**PROBLEM DETAILS**
Repeat the listing in full, exactly as it stands.

═════ SOURCE MATERIAL

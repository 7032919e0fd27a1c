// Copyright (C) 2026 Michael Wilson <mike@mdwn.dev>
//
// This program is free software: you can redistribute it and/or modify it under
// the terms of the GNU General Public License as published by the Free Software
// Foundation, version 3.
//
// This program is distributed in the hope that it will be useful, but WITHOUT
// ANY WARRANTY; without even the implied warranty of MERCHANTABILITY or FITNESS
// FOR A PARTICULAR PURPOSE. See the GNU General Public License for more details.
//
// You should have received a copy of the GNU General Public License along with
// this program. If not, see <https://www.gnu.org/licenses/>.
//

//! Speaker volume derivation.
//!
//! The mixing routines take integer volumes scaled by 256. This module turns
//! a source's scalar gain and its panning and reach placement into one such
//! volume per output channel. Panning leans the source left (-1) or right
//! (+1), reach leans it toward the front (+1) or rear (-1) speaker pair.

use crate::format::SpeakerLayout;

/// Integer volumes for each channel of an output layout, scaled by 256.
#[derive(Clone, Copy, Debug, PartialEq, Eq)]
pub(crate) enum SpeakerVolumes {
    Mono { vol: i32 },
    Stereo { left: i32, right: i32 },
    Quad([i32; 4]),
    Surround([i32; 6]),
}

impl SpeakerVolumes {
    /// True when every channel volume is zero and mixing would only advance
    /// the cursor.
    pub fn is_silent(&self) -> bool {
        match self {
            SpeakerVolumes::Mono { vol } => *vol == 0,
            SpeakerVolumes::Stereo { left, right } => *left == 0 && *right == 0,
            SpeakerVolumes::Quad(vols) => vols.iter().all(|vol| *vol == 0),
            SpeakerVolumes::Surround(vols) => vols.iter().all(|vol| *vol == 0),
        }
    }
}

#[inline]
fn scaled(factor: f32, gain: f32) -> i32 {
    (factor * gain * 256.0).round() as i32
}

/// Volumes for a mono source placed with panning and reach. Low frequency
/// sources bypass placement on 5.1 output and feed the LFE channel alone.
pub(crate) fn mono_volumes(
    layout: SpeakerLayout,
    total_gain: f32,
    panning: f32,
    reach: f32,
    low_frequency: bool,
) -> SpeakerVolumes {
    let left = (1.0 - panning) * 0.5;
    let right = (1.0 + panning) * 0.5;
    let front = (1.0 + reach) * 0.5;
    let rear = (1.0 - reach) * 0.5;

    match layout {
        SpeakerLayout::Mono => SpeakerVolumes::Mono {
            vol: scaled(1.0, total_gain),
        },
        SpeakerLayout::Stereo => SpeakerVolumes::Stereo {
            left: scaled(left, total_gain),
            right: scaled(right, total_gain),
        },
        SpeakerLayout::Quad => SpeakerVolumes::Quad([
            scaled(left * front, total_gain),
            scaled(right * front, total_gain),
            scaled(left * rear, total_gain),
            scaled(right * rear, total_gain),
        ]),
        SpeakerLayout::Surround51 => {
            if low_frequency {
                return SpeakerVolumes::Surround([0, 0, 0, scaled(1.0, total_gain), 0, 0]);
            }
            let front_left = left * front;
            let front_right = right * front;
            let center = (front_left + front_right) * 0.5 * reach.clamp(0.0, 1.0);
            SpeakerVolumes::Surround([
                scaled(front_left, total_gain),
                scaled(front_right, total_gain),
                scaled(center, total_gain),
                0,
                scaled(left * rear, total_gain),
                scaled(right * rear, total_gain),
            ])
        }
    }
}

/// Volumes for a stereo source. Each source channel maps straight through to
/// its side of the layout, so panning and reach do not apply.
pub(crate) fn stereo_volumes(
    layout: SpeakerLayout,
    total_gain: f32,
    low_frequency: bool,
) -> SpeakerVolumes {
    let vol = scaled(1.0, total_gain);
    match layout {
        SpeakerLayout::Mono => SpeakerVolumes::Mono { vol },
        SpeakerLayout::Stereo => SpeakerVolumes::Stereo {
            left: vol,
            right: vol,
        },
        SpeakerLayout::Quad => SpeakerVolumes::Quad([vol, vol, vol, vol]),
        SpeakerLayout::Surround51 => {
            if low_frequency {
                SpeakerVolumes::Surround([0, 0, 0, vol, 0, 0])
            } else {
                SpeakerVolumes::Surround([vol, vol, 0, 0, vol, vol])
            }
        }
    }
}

══════════

**OUTPUT OF THE EXERCISE**
repository 7032919e0fd27a1c
// Copyright (C) 2026 Michael Wilson <mike@mdwn.dev>
//
// This program is free software: you can redistribute it and/or modify it under
// the terms of the GNU General Public License as published by the Free Software
// Foundation, version 3.
//
// This program is distributed in the hope that it will be useful, but WITHOUT
// ANY WARRANTY; without even the implied warranty of MERCHANTABILITY or FITNESS
// FOR A PARTICULAR PURPOSE. See the GNU General Public License for more details.
//
// You should have received a copy of the GNU General Public License along with
// this program. If not, see <https://www.gnu.org/licenses/>.
//

//! Speaker volume derivation.
//!
//! The mixing routines take integer volumes scaled by 256. This module turns
//! a source's scalar gain and its panning and reach placement into one such
//! volume per output channel. Panning leans the source left (-1) or right
//! (+1), reach leans it toward the front (+1) or rear (-1) speaker pair.

use crate::format::SpeakerLayout;

/// Integer volumes for each channel of an output layout, scaled by 256.
#[derive(Clone, Copy, Debug, PartialEq, Eq)]
pub(crate) enum SpeakerVolumes {
    Mono { vol: i32 },
    Stereo { left: i32, right: i32 },
    Quad([i32; 4]),
    Surround([i32; 6]),
}

impl SpeakerVolumes {
    /// True when every channel volume is zero and mixing would only advance
    /// the cursor.
    pub fn is_silent(&self) -> bool {
        match self {
            SpeakerVolumes::Mono { vol } => *vol == 0,
            SpeakerVolumes::Stereo { left, right } => *left == 0 && *right == 0,
            SpeakerVolumes::Quad(vols) => vols.iter().all(|vol| *vol == 0),
            SpeakerVolumes::Surround(vols) => vols.iter().all(|vol| *vol == 0),
        }
    }
}

#[inline]
fn scaled(factor: f32, gain: f32) -> i32 {
    (factor * gain * 256.0).round() as i32
}

/// Volumes for a mono source placed with panning and reach. Low frequency
/// sources bypass placement on 5.1 output and feed the LFE channel alone.
pub(crate) fn mono_volumes(
    layout: SpeakerLayout,
    total_gain: f32,
    panning: f32,
    reach: f32,
    low_frequency: bool,
) -> SpeakerVolumes {
    let left = (1.0 - panning) * 0.5;
    let right = (1.0 + panning) * 0.5;
    let front = (1.0 + reach) * 0.5;
    let rear = (1.0 - reach) * 0.5;

    match layout {
        SpeakerLayout::Mono => SpeakerVolumes::Mono {
            vol: scaled(1.0, total_gain),
        },
        SpeakerLayout::Stereo => SpeakerVolumes::Stereo {
            left: scaled(left, total_gain),
            right: scaled(right, total_gain),
        },
        SpeakerLayout::Quad => SpeakerVolumes::Quad([
            scaled(left * front, total_gain),
            scaled(right * front, total_gain),
            scaled(left * rear, total_gain),
            scaled(right * rear, total_gain),
        ]),
        SpeakerLayout::Surround51 => {
            if low_frequency {
                return SpeakerVolumes::Surround([0, 0, 0, scaled(1.0, total_gain), 0, 0]);
            }
            let front_left = left * front;
            let front_right = right * front;
            let center = (front_left + front_right) * 0.5 * reach.clamp(0.0, 1.0);
            SpeakerVolumes::Surround([
                scaled(front_left, total_gain),
                scaled(front_right, total_gain),
                scaled(center, total_gain),
                0,
                scaled(left * rear, total_gain),
                scaled(right * rear, total_gain),
            ])
        }
    }
}

/// Volumes for a stereo source. Each source channel maps straight through to
/// its side of the layout, so panning and reach do not apply.
pub(crate) fn stereo_volumes(
    layout: SpeakerLayout,
    total_gain: f32,
    low_frequency: bool,
) -> SpeakerVolumes {
    let vol = scaled(1.0, total_gain);
    match layout {
        SpeakerLayout::Mono => SpeakerVolumes::Mono { vol },
        SpeakerLayout::Stereo => SpeakerVolumes::Stereo {
            left: vol,
            right: vol,
        },
        SpeakerLayout::Quad => SpeakerVolumes::Quad([vol, vol, vol, vol]),
        SpeakerLayout::Surround51 => {
            if low_frequency {
                SpeakerVolumes::Surround([0, 0, 0, vol, 0, 0])
            } else {
                SpeakerVolumes::Surround([vol, vol, 0, 0, vol, vol])
            }
        }
    }
}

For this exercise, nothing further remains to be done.